→ Work order: Once you reach the line that contains "by figure id.", retype it and every line after it exactly, ending with the last line of the entries.

→ Material for the task:

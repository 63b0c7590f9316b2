//! Chart figures and the presenter interface.
//!
//! A [`Figure`] is a layout plus an ordered list of [`Trace`]s, serialized in the
//! same shape Plotly uses (`data` / `layout`, `type`, `mode`, `marker`, `line`), so
//! `figures.json` can be fed to a browser plot unchanged.
//!
//! A [`ChartPresenter`] owns figures by [`FigureId`]. Figures are created once with
//! [`ChartPresenter::new_plot`] and then updated in place with
//! [`ChartPresenter::restyle`], addressing traces by index.

use crate::error::ChartError;
use serde::{Deserialize, Serialize};
use std::collections::BTreeMap;
use std::fmt;
use std::path::{Path, PathBuf};

pub mod figures;
pub mod render;

/// The figures the demo draws.
#[derive(Clone, Copy, Debug, PartialEq, Eq, PartialOrd, Ord, Hash, Serialize, Deserialize)]
pub enum FigureId {
    #[serde(rename = "modelFitResult")]
    ModelFit,
    #[serde(rename = "lossSurface")]
    LossSurface,
}

impl FigureId {
    pub fn as_str(&self) -> &'static str {
        match self {
            FigureId::ModelFit => "modelFitResult",
            FigureId::LossSurface => "lossSurface",
        }
    }

    /// File name used when the figure is rendered to SVG.
    pub fn file_name(&self) -> &'static str {
        match self {
            FigureId::ModelFit => "model_fit.svg",
            FigureId::LossSurface => "loss_surface.svg",
        }
    }
}

impl fmt::Display for FigureId {
    fn fmt(&self, f: &mut fmt::Formatter<'_>) -> fmt::Result {
        f.write_str(self.as_str())
    }
}

#[derive(Clone, Debug, PartialEq, Serialize, Deserialize)]
pub struct Axis {
    pub title: String,
}

#[derive(Clone, Debug, PartialEq, Serialize, Deserialize)]
pub struct Layout {
    pub title: String,
    pub xaxis: Axis,
    pub yaxis: Axis,
}

impl Layout {
    pub fn new(title: &str, x_title: &str, y_title: &str) -> Self {
        Self {
            title: title.to_string(),
            xaxis: Axis {
                title: x_title.to_string(),
            },
            yaxis: Axis {
                title: y_title.to_string(),
            },
        }
    }
}

#[derive(Clone, Copy, Debug, PartialEq, Eq, Serialize, Deserialize)]
#[serde(rename_all = "lowercase")]
pub enum TraceKind {
    Scatter,
    /// Parameter-space chart; the x/y arrays hold the `(k, b)` trajectory.
    Contour,
}

#[derive(Clone, Copy, Debug, PartialEq, Eq, Serialize, Deserialize)]
#[serde(rename_all = "lowercase")]
pub enum Mode {
    Markers,
    Lines,
}

#[derive(Clone, Copy, Debug, PartialEq, Eq, Serialize, Deserialize)]
#[serde(rename_all = "kebab-case")]
pub enum MarkerSymbol {
    Circle,
    TriangleUp,
}

#[derive(Clone, Debug, PartialEq, Serialize, Deserialize)]
pub struct Marker {
    pub symbol: MarkerSymbol,
    pub size: u32,
}

#[derive(Clone, Copy, Debug, PartialEq, Eq, Serialize, Deserialize)]
#[serde(rename_all = "lowercase")]
pub enum Dash {
    Dot,
    Dash,
    Longdash,
    Solid,
}

#[derive(Clone, Debug, PartialEq, Serialize, Deserialize)]
pub struct LineStyle {
    pub color: String,
    pub width: u32,
    pub dash: Dash,
}

/// A named data series.
#[derive(Clone, Debug, PartialEq, Serialize, Deserialize)]
pub struct Trace {
    #[serde(default, skip_serializing_if = "Option::is_none")]
    pub name: Option<String>,
    pub x: Vec<f64>,
    pub y: Vec<f64>,
    #[serde(rename = "type")]
    pub kind: TraceKind,
    #[serde(default, skip_serializing_if = "Option::is_none")]
    pub mode: Option<Mode>,
    #[serde(default, skip_serializing_if = "Option::is_none")]
    pub marker: Option<Marker>,
    #[serde(default, skip_serializing_if = "Option::is_none")]
    pub line: Option<LineStyle>,
}

impl Trace {
    /// Scatter trace drawn as markers.
    pub fn markers(name: &str, x: Vec<f64>, y: Vec<f64>, symbol: MarkerSymbol, size: u32) -> Self {
        Self {
            name: Some(name.to_string()),
            x,
            y,
            kind: TraceKind::Scatter,
            mode: Some(Mode::Markers),
            marker: Some(Marker { symbol, size }),
            line: None,
        }
    }

    /// Scatter trace drawn as a polyline.
    pub fn line(name: &str, x: Vec<f64>, y: Vec<f64>, style: LineStyle) -> Self {
        Self {
            name: Some(name.to_string()),
            x,
            y,
            kind: TraceKind::Scatter,
            mode: Some(Mode::Lines),
            marker: None,
            line: Some(style),
        }
    }

    /// `(x, y)` pairs, truncated to the shorter array.
    pub fn points(&self) -> impl Iterator<Item = (f64, f64)> + '_ {
        self.x.iter().copied().zip(self.y.iter().copied())
    }
}

/// A plot: layout and traces.
#[derive(Clone, Debug, PartialEq, Serialize, Deserialize)]
pub struct Figure {
    #[serde(rename = "data")]
    pub traces: Vec<Trace>,
    pub layout: Layout,
}

/// Partial update of a trace; unset fields are left unchanged.
#[derive(Clone, Debug, Default, PartialEq, Serialize, Deserialize)]
pub struct TraceUpdate {
    #[serde(default, skip_serializing_if = "Option::is_none")]
    pub x: Option<Vec<f64>>,
    #[serde(default, skip_serializing_if = "Option::is_none")]
    pub y: Option<Vec<f64>>,
    #[serde(default, skip_serializing_if = "Option::is_none")]
    pub name: Option<String>,
}

impl TraceUpdate {
    pub fn new() -> Self {
        Self::default()
    }

    pub fn x(mut self, x: Vec<f64>) -> Self {
        self.x = Some(x);
        self
    }

    pub fn y(mut self, y: Vec<f64>) -> Self {
        self.y = Some(y);
        self
    }

    pub fn name(mut self, name: impl Into<String>) -> Self {
        self.name = Some(name.into());
        self
    }

    pub fn apply(&self, trace: &mut Trace) {
        if let Some(x) = &self.x {
            trace.x = x.clone();
        }
        if let Some(y) = &self.y {
            trace.y = y.clone();
        }
        if let Some(name) = &self.name {
            trace.name = Some(name.clone());
        }
    }
}

/// Creates plots and updates them incrementally.
pub trait ChartPresenter {
    /// Creates (or replaces) the figure `id`.
    fn new_plot(&mut self, id: FigureId, figure: Figure) -> Result<(), ChartError>;

    /// Applies `update` to trace `trace` of figure `id`, or to every trace when `None`.
    ///
    /// # Errors
    /// - No plot was created for `id`
    /// - `trace` is out of range
    fn restyle(
        &mut self,
        id: FigureId,
        update: &TraceUpdate,
        trace: Option<usize>,
    ) -> Result<(), ChartError>;
}

/// Presenter keeping figures in memory, for serialization and SVG rendering.
#[derive(Clone, Debug, Default)]
pub struct FigurePresenter {
    figures: BTreeMap<FigureId, Figure>,
    restyles: usize,
}

impl FigurePresenter {
    pub fn new() -> Self {
        Self::default()
    }

    pub fn figure(&self, id: FigureId) -> Option<&Figure> {
        self.figures.get(&id)
    }

    pub fn figures(&self) -> &BTreeMap<FigureId, Figure> {
        &self.figures
    }

    /// Number of successful restyle calls.
    pub fn restyle_count(&self) -> usize {
        self.restyles
    }

    /// All figures as a JSON object keyed by figure id.
    pub fn to_json(&self) -> Result<String, serde_json::Error> {
        serde_json::to_string_pretty(&self.figures)
    }

    /// Renders every figure to `<dir>/<file_name>` and returns the written paths.
    pub fn render_all(&self, dir: &Path) -> Result<Vec<PathBuf>, ChartError> {
        self.figures
            .iter()
            .map(|(id, figure)| {
                let path = dir.join(id.file_name());
                render::render_svg(figure, &path)?;
                Ok(path)
            })
            .collect()
    }
}

impl ChartPresenter for FigurePresenter {
    fn new_plot(&mut self, id: FigureId, figure: Figure) -> Result<(), ChartError> {
        self.figures.insert(id, figure);
        Ok(())
    }

    fn restyle(
        &mut self,
        id: FigureId,
        update: &TraceUpdate,
        trace: Option<usize>,
    ) -> Result<(), ChartError> {
        let figure = self
            .figures
            .get_mut(&id)
            .ok_or_else(|| ChartError::UnknownFigure(id.to_string()))?;

        match trace {
            Some(index) => {
                let len = figure.traces.len();
                let target = figure
                    .traces
                    .get_mut(index)
                    .ok_or(ChartError::UnknownTrace { index, len })?;
                update.apply(target);
            }
            None => figure.traces.iter_mut().for_each(|t| update.apply(t)),
        }
        self.restyles += 1;
        Ok(())
    }
}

→ Solution for this task:
    /// All figures as a JSON object keyed by figure id.
    pub fn to_json(&self) -> Result<String, serde_json::Error> {
        serde_json::to_string_pretty(&self.figures)
    }

    /// Renders every figure to `<dir>/<file_name>` and returns the written paths.
    pub fn render_all(&self, dir: &Path) -> Result<Vec<PathBuf>, ChartError> {
        self.figures
            .iter()
            .map(|(id, figure)| {
                let path = dir.join(id.file_name());
                render::render_svg(figure, &path)?;
                Ok(path)
            })
            .collect()
    }
}

impl ChartPresenter for FigurePresenter {
    fn new_plot(&mut self, id: FigureId, figure: Figure) -> Result<(), ChartError> {
        self.figures.insert(id, figure);
        Ok(())
    }

    fn restyle(
        &mut self,
        id: FigureId,
        update: &TraceUpdate,
        trace: Option<usize>,
    ) -> Result<(), ChartError> {
        let figure = self
            .figures
            .get_mut(&id)
            .ok_or_else(|| ChartError::UnknownFigure(id.to_string()))?;

        match trace {
            Some(index) => {
                let len = figure.traces.len();
                let target = figure
                    .traces
                    .get_mut(index)
                    .ok_or(ChartError::UnknownTrace { index, len })?;
                update.apply(target);
            }
            None => figure.traces.iter_mut().for_each(|t| update.apply(t)),
        }
        self.restyles += 1;
        Ok(())
    }
}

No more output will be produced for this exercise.